Composed of stories that sketch the resonant heights and depths of an auto- biography, Subject to Change is a series of portraits along the road of a life well lived. Each story is an articulate, intelligent, passionate record of how an encounter with a significant “other,” be it a parent, a lover, a neighbour, a child, a grandchild, a politician or a friend, has changed and shaped the humanity, character and community—the “subject”—of the writer.

These are masterfully crafted stories: attentive to detail; conscious of the fact that our eccentricities often mask precisely what is authentic in our lives; and aware that a finely honed empathy is as likely to cause exhilaration as to cause pain. It is precisely this uncompromising empathy of Rodin’s voice that lends a sense of profound drama to the lives of the “ordinary characters” she reveals in these stories—a voice that knows how to take a measure of those characters on their own terms, to let them speak for themselves and to report on what both shakes us to the core and transports us to a place where we seem larger than ourselves.

Renee Rodin has said that: “Throughout my life I’ve had the privilege of peace and have never seen, unless in the media, the ravages of war, what people have had to live with, or die because of.” Subject to Change reminds us that the most vital moments of recognition in our lives come from those with whom we share our hopes and dreams.

It is Rodin’s masterful ability to show the reader that things we usually think of as too ordinary to talk about or too extraordinary to be able to communicate to others are often the most formative elements of our social lives that make this book such a great read.

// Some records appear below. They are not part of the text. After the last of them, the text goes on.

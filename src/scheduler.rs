//! Frame gating.
//!
//! Two independent timers decide whether an update pass and a render pass
//! may run for a given timestamp. Early calls are skipped, never queued, and
//! a long stall does not produce catch-up ticks.

use std::cell::Cell;
use std::time::Instant;

/// Milliseconds from an arbitrary fixed origin. Must never go backwards.
pub trait Clock {
    fn now_ms(&self) -> u64;
}

pub struct MonotonicClock {
    origin: Instant,
}

impl MonotonicClock {
    pub fn new() -> Self {
        Self {
            origin: Instant::now(),
        }
    }
}

impl Default for MonotonicClock {
    fn default() -> Self {
        Self::new()
    }
}

impl Clock for MonotonicClock {
    fn now_ms(&self) -> u64 {
        self.origin.elapsed().as_millis() as u64
    }
}

/// Hand-driven clock for deterministic runs.
#[derive(Debug, Default)]
pub struct ManualClock {
    now: Cell<u64>,
}

impl ManualClock {
    pub fn new(start_ms: u64) -> Self {
        Self {
            now: Cell::new(start_ms),
        }
    }

    pub fn advance(&self, ms: u64) {
        self.now.set(self.now.get().saturating_add(ms));
    }

    pub fn set(&self, ms: u64) {
        // monotonic: ignore attempts to rewind
        if ms > self.now.get() {
            self.now.set(ms);
        }
    }
}

impl Clock for ManualClock {
    fn now_ms(&self) -> u64 {
        self.now.get()
    }
}

// ── Timers ───────────────────────────────────────────────────────────────────

/// Admits at most once per `interval_ms`.
#[derive(Clone, Copy, Debug)]
pub struct FrameTimer {
    interval_ms: u64,
    last_ms: Option<u64>,
}

impl FrameTimer {
    pub const fn new(interval_ms: u64) -> Self {
        Self {
            interval_ms,
            last_ms: None,
        }
    }

    pub const fn interval_ms(&self) -> u64 {
        self.interval_ms
    }

    /// The first call always admits.
    pub fn admit(&mut self, now_ms: u64) -> bool {
        match self.last_ms {
            Some(last) if now_ms.saturating_sub(last) < self.interval_ms => false,
            _ => {
                self.last_ms = Some(now_ms);
                true
            }
        }
    }

    pub fn reset(&mut self) {
        self.last_ms = None;
    }
}

#[derive(Clone, Copy, Debug, Default, PartialEq, Eq)]
pub struct Admission {
    pub update: bool,
    pub render: bool,
}

#[derive(Clone, Copy, Debug)]
pub struct FrameScheduler {
    update: FrameTimer,
    render: FrameTimer,
    hold_until_ms: Option<u64>,
}

impl FrameScheduler {
    pub const fn new(update_interval_ms: u64, render_interval_ms: u64) -> Self {
        Self {
            update: FrameTimer::new(update_interval_ms),
            render: FrameTimer::new(render_interval_ms),
            hold_until_ms: None,
        }
    }

    pub fn tick(&mut self, now_ms: u64) -> Admission {
        let held = match self.hold_until_ms {
            Some(until) if now_ms < until => true,
            Some(_) => {
                self.hold_until_ms = None;
                false
            }
            None => false,
        };
        Admission {
            update: !held && self.update.admit(now_ms),
            render: self.render.admit(now_ms),
        }
    }

    /// Suspend update admission for `duration_ms`. Rendering keeps its
    /// cadence. A second hold extends, never shortens, the current one.
    pub fn hold(&mut self, now_ms: u64, duration_ms: u64) {
        let until = now_ms.saturating_add(duration_ms);
        self.hold_until_ms = Some(self.hold_until_ms.map_or(until, |u| u.max(until)));
    }

    pub fn is_holding(&self, now_ms: u64) -> bool {
        self.hold_until_ms.is_some_and(|until| now_ms < until)
    }

    pub const fn update_interval_ms(&self) -> u64 {
        self.update.interval_ms()
    }

    pub const fn render_interval_ms(&self) -> u64 {
        self.render.interval_ms()
    }
}
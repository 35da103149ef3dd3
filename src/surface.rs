//! The pixel display capability and an in-memory implementation of it.

use crate::collision::Rect;

/// Glyph cell of the classic 5×7 font, including one column and one row of
/// spacing.
pub const GLYPH_W: i32 = 6;
pub const GLYPH_H: i32 = 8;

// ── Colour ───────────────────────────────────────────────────────────────────

/// 16-bit RGB565 colour.
#[derive(Clone, Copy, Debug, Default, PartialEq, Eq, Hash)]
pub struct Color(pub u16);

impl Color {
    pub const BLACK: Color = Color(0x0000);
    pub const WHITE: Color = Color(0xFFFF);
    pub const RED: Color = Color(0xF800);
    pub const GREEN: Color = Color(0x07E0);
    pub const BLUE: Color = Color(0x001F);
    pub const YELLOW: Color = Color(0xFFE0);
    pub const CYAN: Color = Color(0x07FF);
    pub const MAGENTA: Color = Color(0xF81F);

    /// Expand to 8-bit channels.
    pub const fn to_rgb888(self) -> (u8, u8, u8) {
        let r = ((self.0 >> 11) & 0x1F) as u8;
        let g = ((self.0 >> 5) & 0x3F) as u8;
        let b = (self.0 & 0x1F) as u8;
        ((r << 3) | (r >> 2), (g << 2) | (g >> 4), (b << 3) | (b >> 2))
    }
}

/// 1-bit bitmap, rows packed MSB first, each row padded to whole bytes.
#[derive(Debug, PartialEq, Eq)]
pub struct Bitmap {
    pub width: i32,
    pub height: i32,
    pub data: &'static [u8],
}

impl Bitmap {
    pub fn is_set(&self, col: i32, row: i32) -> bool {
        if col < 0 || row < 0 || col >= self.width || row >= self.height {
            return false;
        }
        let stride = (self.width + 7) / 8;
        let byte = self.data[(row * stride + col / 8) as usize];
        byte & (0x80 >> (col % 8)) != 0
    }
}

/// Footprint of `text` drawn at `(x, y)`.
pub fn text_rect(x: i32, y: i32, text: &str, scale: u8) -> Rect {
    let s = i32::from(scale.max(1));
    Rect::new(x, y, text.chars().count() as i32 * GLYPH_W * s, GLYPH_H * s)
}

/// Left edge that centres `text` on a `width`-pixel line.
pub fn centred_x(width: i32, text: &str, scale: u8) -> i32 {
    ((width - text_rect(0, 0, text, scale).w) / 2).max(0)
}

// ── Capability ───────────────────────────────────────────────────────────────

pub trait DrawSurface {
    fn size(&self) -> (i32, i32);

    fn fill_rect(&mut self, rect: Rect, color: Color);

    fn draw_pixel(&mut self, x: i32, y: i32, color: Color);

    /// Monospace text with its top-left corner at `(x, y)`.
    fn draw_text(&mut self, x: i32, y: i32, text: &str, color: Color, scale: u8);

    fn fill_screen(&mut self, color: Color) {
        let (w, h) = self.size();
        self.fill_rect(Rect::new(0, 0, w, h), color);
    }

    fn draw_line(&mut self, x0: i32, y0: i32, x1: i32, y1: i32, color: Color) {
        if y0 == y1 {
            let x = x0.min(x1);
            self.fill_rect(Rect::new(x, y0, (x1 - x0).abs() + 1, 1), color);
            return;
        }
        if x0 == x1 {
            let y = y0.min(y1);
            self.fill_rect(Rect::new(x0, y, 1, (y1 - y0).abs() + 1), color);
            return;
        }
        // Bresenham
        let dx = (x1 - x0).abs();
        let dy = -(y1 - y0).abs();
        let sx = if x0 < x1 { 1 } else { -1 };
        let sy = if y0 < y1 { 1 } else { -1 };
        let (mut x, mut y, mut err) = (x0, y0, dx + dy);
        loop {
            self.draw_pixel(x, y, color);
            if x == x1 && y == y1 {
                break;
            }
            let e2 = 2 * err;
            if e2 >= dy {
                err += dy;
                x += sx;
            }
            if e2 <= dx {
                err += dx;
                y += sy;
            }
        }
    }

    /// One-pixel outline.
    fn draw_rect(&mut self, rect: Rect, color: Color) {
        if rect.is_empty() {
            return;
        }
        let (r, b) = (rect.right() - 1, rect.bottom() - 1);
        self.draw_line(rect.x, rect.y, r, rect.y, color);
        self.draw_line(rect.x, b, r, b, color);
        self.draw_line(rect.x, rect.y, rect.x, b, color);
        self.draw_line(r, rect.y, r, b, color);
    }

    /// Only set bits are painted; clear bits leave the surface untouched.
    fn draw_bitmap(&mut self, x: i32, y: i32, bitmap: &Bitmap, color: Color) {
        for row in 0..bitmap.height {
            for col in 0..bitmap.width {
                if bitmap.is_set(col, row) {
                    self.draw_pixel(x + col, y + row, color);
                }
            }
        }
    }

    /// Opaque row-major pixel block.
    fn draw_pixmap(&mut self, x: i32, y: i32, w: i32, pixels: &[Color]) {
        if w <= 0 {
            return;
        }
        for (i, &color) in pixels.iter().enumerate() {
            let i = i as i32;
            self.draw_pixel(x + i % w, y + i / w, color);
        }
    }
}

// ── Canvas ───────────────────────────────────────────────────────────────────

/// Display-sized pixel array. Text is rasterised as solid 5×7 glyph boxes,
/// which is enough to compare two drawings pixel for pixel.
#[derive(Clone, Debug, PartialEq, Eq)]
pub struct Canvas {
    width: i32,
    height: i32,
    pixels: Vec<Color>,
    ops: usize,
}

impl Canvas {
    pub fn new(width: i32, height: i32) -> Self {
        let width = width.max(0);
        let height = height.max(0);
        Self {
            width,
            height,
            pixels: vec![Color::BLACK; (width * height) as usize],
            ops: 0,
        }
    }

    pub fn pixel(&self, x: i32, y: i32) -> Option<Color> {
        if x < 0 || y < 0 || x >= self.width || y >= self.height {
            return None;
        }
        Some(self.pixels[(y * self.width + x) as usize])
    }

    pub fn pixels(&self) -> &[Color] {
        &self.pixels
    }

    /// Number of drawing primitives issued so far.
    pub fn op_count(&self) -> usize {
        self.ops
    }

    pub fn count(&self, color: Color) -> usize {
        self.pixels.iter().filter(|&&c| c == color).count()
    }

    fn put(&mut self, x: i32, y: i32, color: Color) {
        if x >= 0 && y >= 0 && x < self.width && y < self.height {
            self.pixels[(y * self.width + x) as usize] = color;
        }
    }

    fn fill_clipped(&mut self, rect: Rect, color: Color) {
        let screen = Rect::new(0, 0, self.width, self.height);
        let Some(clip) = rect.intersection(&screen) else {
            return;
        };
        for y in clip.y..clip.bottom() {
            let row = (y * self.width) as usize;
            self.pixels[row + clip.x as usize..row + clip.right() as usize].fill(color);
        }
    }
}

impl DrawSurface for Canvas {
    fn size(&self) -> (i32, i32) {
        (self.width, self.height)
    }

    fn fill_rect(&mut self, rect: Rect, color: Color) {
        self.ops += 1;
        self.fill_clipped(rect, color);
    }

    fn draw_pixel(&mut self, x: i32, y: i32, color: Color) {
        self.ops += 1;
        self.put(x, y, color);
    }

    fn draw_text(&mut self, x: i32, y: i32, text: &str, color: Color, scale: u8) {
        self.ops += 1;
        let s = i32::from(scale.max(1));
        for (i, ch) in text.chars().enumerate() {
            if ch.is_whitespace() {
                continue;
            }
            let gx = x + i as i32 * GLYPH_W * s;
            self.fill_clipped(Rect::new(gx, y, (GLYPH_W - 1) * s, (GLYPH_H - 1) * s), color);
        }
    }
}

“These short narratives may move with the whimsy of anecdote, but are rich with consequence. Rodin renders a full range of human possibilities: from the profound and fragile bond between a daughter and her dying father to the halting and ambivalent connection between a mother and the predatory young man who adopts her as a surrogate. Always fluid, always seeking, Rodin’s prose in these embodied snapshots offers up a complex and fascinating contemporary world.”
—Anne Stone

“Here is a clear-eyed account of a life lived with passionate commitment to community, family, and the undying need for social justice. Renee Rodin’s candid voice opens up dark seams in contemporary life even as it lightens them with a quick sense of the surreal in the serious. We need her gritty mix of pathos, anger, and deadpan humour to look at what we often overlook in our daily connections both sought and unsought. Here are pages that moved me deeply and pages that made me laugh out loud.”
—Daphne Marlatt

“Renee Rodin lives the life I would try to live if I had the time. Luckily for us, she tells the stories that such a life provides. Take the time to read one tonight, and another tomorrow night. I’ll meet you there.”
—George Bowering

“Renee Rodin’s writing is stunning in its clarity and the depths of emotional resonance that it draws from. Each word that unfolds is a gift that she brings to imagination—both the terror and the awe-full fragile beauty that the process of living discloses. It’s all so singular yet what she writes speaks to me in and beyond language. A truly beautiful book!”
—Roy Miki

“The intensity, care and wit that Renee Rodin brought to years of cultural and other activisms is now honed into a distinctive voice—funny, relaxed, passionately intelligent, deeply attentive to reality.”
—Stan Persky

“Renee’s style is spare yet elegant, her narratives deceptively simple. And what a life! — enriched as it is by her arrangement of it, as literature.”
—Michael Turner

“…a delightful testament to the complexity of people and the many roles we play in our lifetimes.”